Edit: Something worth mention is that some impulses have a poweramp baked into them. You may want to try disabling the poweramp in this case. Poweramp on top of poweramp can sound weird. As with everything music, use your ears and there are no rules.


----------



## ComaPrison (Jun 16, 2016)

P-Ride said:


> I'd be interested to know what they are!



I'm afraid you will have to wait for the release. But I can tell you there are definitive improvements in the actual modeling.


----------



## Metropolis (Jun 16, 2016)

P-Ride said:


> Talking of impulses, what are the top impulse recommendations here?



Guitar Hack and Rosen Digital are my favorites. Realistic sound and great response to playing. But not those wich are included in TSE X50. I believe they are ''Guitar hacks impulses sneap'' and full Rosen Digital pack from some time ago.


----------



## Xcaliber (Jun 16, 2016)

Just when I thought I was "done" buying stuff to shape my sound...this thread pops up. Now I have to buy the X50, a Spark and a ProTone Misha OD.


----------



## vertibration (Jun 16, 2016)

ComaPrison said:


> I'm afraid you will have to wait for the release.

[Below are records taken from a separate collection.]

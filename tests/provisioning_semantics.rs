use serde_json::json;
use std::io::{BufRead, BufReader, Write};
use std::path::PathBuf;
use std::process::{Child, ChildStdin, ChildStdout, Command, Stdio};
use std::time::{SystemTime, UNIX_EPOCH};

fn temp_dir(prefix: &str) -> PathBuf {
    let p = std::env::temp_dir().join(format!(
        "{}-{}",
        prefix,
        SystemTime::now()
            .duration_since(UNIX_EPOCH)
            .expect("clock")
            .as_nanos()
    ));
    std::fs::create_dir_all(&p).expect("create temp dir");
    p
}

fn spawn_daemon() -> (Child, ChildStdin, BufReader<ChildStdout>) {
    let exe = env!("CARGO_BIN_EXE_campusd");
    let mut child = Command::new(exe)
        .stdin(Stdio::piped())
        .stdout(Stdio::piped())
        .stderr(Stdio::null())
        .spawn()
        .expect("spawn campusd");
    let stdin = child.stdin.take().expect("child stdin");
    let stdout = child.stdout.take().expect("child stdout");
    (child, stdin, BufReader::new(stdout))
}

fn request(
    stdin: &mut ChildStdin,
    reader: &mut BufReader<ChildStdout>,
    id: &str,
    method: &str,
    token: Option<&str>,
    params: serde_json::Value,
) -> serde_json::Value {
    let mut payload = json!({
        "id": id,
        "method": method,
        "params": params,
    });
    if let Some(t) = token {
        payload["token"] = json!(t);
    }
    writeln!(stdin, "{}", payload).expect("write request");
    stdin.flush().expect("flush request");

    let mut line = String::new();
    reader.read_line(&mut line).expect("read response line");
    let value: serde_json::Value = serde_json::from_str(line.trim()).expect("parse response json");
    assert_eq!(value.get("id").and_then(|v| v.as_str()), Some(id));
    value
}

fn request_ok(
    stdin: &mut ChildStdin,
    reader: &mut BufReader<ChildStdout>,
    id: &str,
    method: &str,
    token: Option<&str>,
    params: serde_json::Value,
) -> serde_json::Value {
    let value = request(stdin, reader, id, method, token, params);
    assert!(
        value.get("ok").and_then(|v| v.as_bool()).unwrap_or(false),
        "{} failed: {}",
        method,
        value
    );
    value.get("result").cloned().unwrap_or_else(|| json!({}))
}

fn error_code(value: &serde_json::Value) -> &str {
    assert_eq!(value.get("ok").and_then(|v| v.as_bool()), Some(false));
    value
        .pointer("/error/code")
        .and_then(|v| v.as_str())
        .expect("error code")
}

fn admin_token(stdin: &mut ChildStdin, reader: &mut BufReader<ChildStdout>) -> String {
    let workspace = temp_dir("campusd-provision");
    let _ = request_ok(
        stdin,
        reader,
        "setup-1",
        "workspace.select",
        None,
        json!({ "path": workspace.to_string_lossy() }),
    );
    let _ = request_ok(
        stdin,
        reader,
        "setup-2",
        "workspace.bootstrap",
        None,
        json!({
            "email": "root@campus.test",
            "name": "Root Admin",
            "contactNumber": "5550000",
            "password": "rootpw"
        }),
    );
    request_ok(
        stdin,
        reader,
        "setup-3",
        "auth.issueToken",
        None,
        json!({ "email": "root@campus.test", "password": "rootpw" }),
    )["token"]
        .as_str()
        .expect("token")
        .to_string()
}

fn student_params(email: &str, name: &str, contact: &str) -> serde_json::Value {
    json!({
        "email": email,
        "name": name,
        "course": "BTech",
        "branch": "CSE",
        "semester": 3,
        "year": 2024,
        "dob": "2005-05-01",
        "contactNumber": contact
    })
}

fn student_count(
    stdin: &mut ChildStdin,
    reader: &mut BufReader<ChildStdout>,
    id: &str,
    token: &str,
) -> usize {
    request_ok(stdin, reader, id, "admin.listStudents", Some(token), json!({}))
        .get("students")
        .and_then(|v| v.as_array())
        .map(|a| a.len())
        .expect("students array")
}

#[test]
fn roll_numbers_follow_the_branch_sequence() {
    let (_child, mut stdin, mut reader) = spawn_daemon();
    let token = admin_token(&mut stdin, &mut reader);

    let mut params = student_params("alice@campus.test", "Alice Johnson", "9876543210");
    params["password"] = json!("stupw");
    let first = request_ok(
        &mut stdin,
        &mut reader,
        "1",
        "admin.createStudent",
        Some(&token),
        params,
    );
    assert_eq!(
        first.pointer("/student/rollNo").and_then(|v| v.as_str()),
        Some("2024CSE001")
    );
    let uid = first
        .pointer("/student/universityId")
        .and_then(|v| v.as_str())
        .expect("universityId");
    assert!(uid.starts_with("ecila210"), "unexpected id {}", uid);
    assert!(uid.ends_with("@university.edu"));

    let mut params = student_params("bob@campus.test", "Bob Lee", "9876543211");
    params["password"] = json!("stupw");
    let second = request_ok(
        &mut stdin,
        &mut reader,
        "2",
        "admin.createStudent",
        Some(&token),
        params,
    );
    assert_eq!(
        second.pointer("/student/rollNo").and_then(|v| v.as_str()),
        Some("2024CSE002")
    );

    // A different branch starts its own sequence.
    let mut params = student_params("carol@campus.test", "Carol Diaz", "9876543212");
    params["branch"] = json!("ECE");
    params["password"] = json!("stupw");
    let third = request_ok(
        &mut stdin,
        &mut reader,
        "3",
        "admin.createStudent",
        Some(&token),
        params,
    );
    assert_eq!(
        third.pointer("/student/rollNo").and_then(|v| v.as_str()),
        Some("2024ECE001")
    );
}

#[test]
fn deleting_a_student_never_frees_their_roll_number() {
    let (_child, mut stdin, mut reader) = spawn_daemon();
    let token = admin_token(&mut stdin, &mut reader);

    for (id, email, name, contact) in [
        ("1", "alice@campus.test", "Alice Johnson", "9876543210"),
        ("2", "bob@campus.test", "Bob Lee", "9876543211"),
    ] {
        let mut params = student_params(email, name, contact);
        params["password"] = json!("stupw");
        let _ = request_ok(
            &mut stdin,
            &mut reader,
            id,
            "admin.createStudent",
            Some(&token),
            params,
        );
    }

    // Remove the first of the cohort; the next number must still advance.
    let _ = request_ok(
        &mut stdin,
        &mut reader,
        "3",
        "admin.deleteStudent",
        Some(&token),
        json!({ "email": "alice@campus.test" }),
    );
    let mut params = student_params("carol@campus.test", "Carol Diaz", "9876543212");
    params["password"] = json!("stupw");
    let third = request_ok(
        &mut stdin,
        &mut reader,
        "4",
        "admin.createStudent",
        Some(&token),
        params,
    );
    assert_eq!(
        third.pointer("/student/rollNo").and_then(|v| v.as_str()),
        Some("2024CSE003")
    );

    // Removing the highest-numbered student must not roll the sequence back.
    let _ = request_ok(
        &mut stdin,
        &mut reader,
        "5",
        "admin.deleteStudent",
        Some(&token),
        json!({ "email": "carol@campus.test" }),
    );
    let mut params = student_params("dave@campus.test", "Dave Kim", "9876543213");
    params["password"] = json!("stupw");
    let fourth = request_ok(
        &mut stdin,
        &mut reader,
        "6",
        "admin.createStudent",
        Some(&token),
        params,
    );
    assert_eq!(
        fourth.pointer("/student/rollNo").and_then(|v| v.as_str()),
        Some("2024CSE004")
    );
}

#[test]
fn generated_initial_password_signs_in() {
    let (_child, mut stdin, mut reader) = spawn_daemon();
    let token = admin_token(&mut stdin, &mut reader);

    let created = request_ok(
        &mut stdin,
        &mut reader,
        "1",
        "admin.createStudent",
        Some(&token),
        student_params("dave@campus.test", "Dave Kim", "9876543213"),
    );
    let initial = created
        .pointer("/student/initialPassword")
        .and_then(|v| v.as_str())
        .expect("initialPassword when none supplied");
    assert_eq!(initial.len(), 12);

    let _ = request_ok(
        &mut stdin,
        &mut reader,
        "2",
        "auth.issueToken",
        None,
        json!({ "email": "dave@campus.test", "password": initial }),
    );
}

#[test]
fn duplicate_email_is_a_conflict() {
    let (_child, mut stdin, mut reader) = spawn_daemon();
    let token = admin_token(&mut stdin, &mut reader);

    let mut params = student_params("dup@campus.test", "Dup One", "9876543214");
    params["password"] = json!("stupw");
    let _ = request_ok(
        &mut stdin,
        &mut reader,
        "1",
        "admin.createStudent",
        Some(&token),
        params.clone(),
    );
    let again = request(
        &mut stdin,
        &mut reader,
        "2",
        "admin.createStudent",
        Some(&token),
        params,
    );
    assert_eq!(error_code(&again), "conflict");
    assert_eq!(student_count(&mut stdin, &mut reader, "3", &token), 1);

    // The bootstrap admin's email is taken across roles too.
    let taken = request(
        &mut stdin,
        &mut reader,
        "4",
        "admin.createStudent",
        Some(&token),
        student_params("root@campus.test", "Root Admin", "5550000"),
    );
    assert_eq!(error_code(&taken), "conflict");
}

#[test]
fn bulk_csv_rolls_back_on_a_bad_row() {
    let (_child, mut stdin, mut reader) = spawn_daemon();
    let token = admin_token(&mut stdin, &mut reader);

    // Row 2 provisions, then row 3 hits the duplicate check; the whole batch
    // unwinds, identity account included.
    let bad_csv = "email,name,course,branch,semester,year,dob,contactNumber\n\
        x@campus.test,X One,BTech,CSE,3,2024,2005-05-01,9876500001\n\
        x@campus.test,X Again,BTech,CSE,3,2024,2005-05-01,9876500001\n";
    let resp = request(
        &mut stdin,
        &mut reader,
        "1",
        "admin.bulkCreateStudents",
        Some(&token),
        json!({ "csv": bad_csv }),
    );
    assert_eq!(error_code(&resp), "conflict");
    assert!(
        resp.pointer("/error/message")
            .and_then(|v| v.as_str())
            .unwrap_or("")
            .starts_with("row 3:")
    );
    assert_eq!(student_count(&mut stdin, &mut reader, "2", &token), 0);

    // A malformed field is rejected during parsing, before anything runs.
    let unparsable = "email,name,course,branch,semester,year,dob,contactNumber\n\
        z@campus.test,Z One,BTech,CSE,not-a-number,2024,2005-05-01,9876500003\n";
    let parse_err = request(
        &mut stdin,
        &mut reader,
        "2b",
        "admin.bulkCreateStudents",
        Some(&token),
        json!({ "csv": unparsable }),
    );
    assert_eq!(error_code(&parse_err), "bad_params");

    // The first row's account was unwound too, so a corrected file reuses it.
    let good_csv = "email,name,course,branch,semester,year,dob,contactNumber\n\
        x@campus.test,X One,BTech,CSE,3,2024,2005-05-01,9876500001\n\
        y@campus.test,Y Two,BTech,CSE,3,2024,2005-05-01,9876500002\n";
    let created = request_ok(
        &mut stdin,
        &mut reader,
        "3",
        "admin.bulkCreateStudents",
        Some(&token),
        json!({ "csv": good_csv }),
    );
    assert_eq!(created.get("created").and_then(|v| v.as_i64()), Some(2));
    assert_eq!(student_count(&mut stdin, &mut reader, "4", &token), 2);

    let students = created
        .get("students")
        .and_then(|v| v.as_array())
        .expect("students array");
    let password = students[0]
        .get("initialPassword")
        .and_then(|v| v.as_str())
        .expect("bulk rows get generated passwords");
    let _ = request_ok(
        &mut stdin,
        &mut reader,
        "5",
        "auth.issueToken",
        None,
        json!({ "email": "x@campus.test", "password": password }),
    );
}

But I can tell you there are definitive improvements in the actual modeling.



It already sounds great, so I am so stoked that it will continue to improve. Very happy with my purchase. Ok so my suggestion about "Fizz", if you take the EQ that comes with the X50, and reduce both knobs on the "blue section" of the eq to around 11 o'clock, it will smooth it out a bit. Also, you have to pick the right impulses. 

I defeat the IR loader, and use Cab Lab from Fractal Audio with the new Dizzy pack which sounds utterly ridiculous. I do believe Cab Lab is the best IR loader around because it offers Ultra Res IR's. Yes its not free, but its only $50. Yes the cab packs are not free, but they are roughly $24. Its worth the purchase IMO, as it offers a very rich sound with the X50


----------



## vertibration (Jun 16, 2016)

Xcaliber said:


> Just when I thought I was "done" buying stuff to shape my sound...this thread pops up. Now I have to buy the X50, a Spark and a ProTone Misha OD.



I use a Protone Misha Attack Overdrive with the X50, and it sounds absolutely amazing. It is the best sounding OD pedal I have ever heard. I never thought using a real pedal would take well to Amp Sims, but I was 100% wrong. It makes the X50 pop out, and crank really hard. I have a 5150iii, and a 6505. The X50 is being used more than those tube amps because it has gotten to the point that it sounds just as good, and now better because of the Misha OD pedal. So yea, I highly recommend it


----------



## prlgmnr (Jun 16, 2016)

Xcaliber said:


> Just when I thought I was "done" buying stuff to shape my sound...this thread pops up. Now I have to buy the X50, a Spark and a ProTone Misha OD.



Have you watched "That Pedal Show" on Youtube?

I was happy doing everything 'in the box' until I saw that.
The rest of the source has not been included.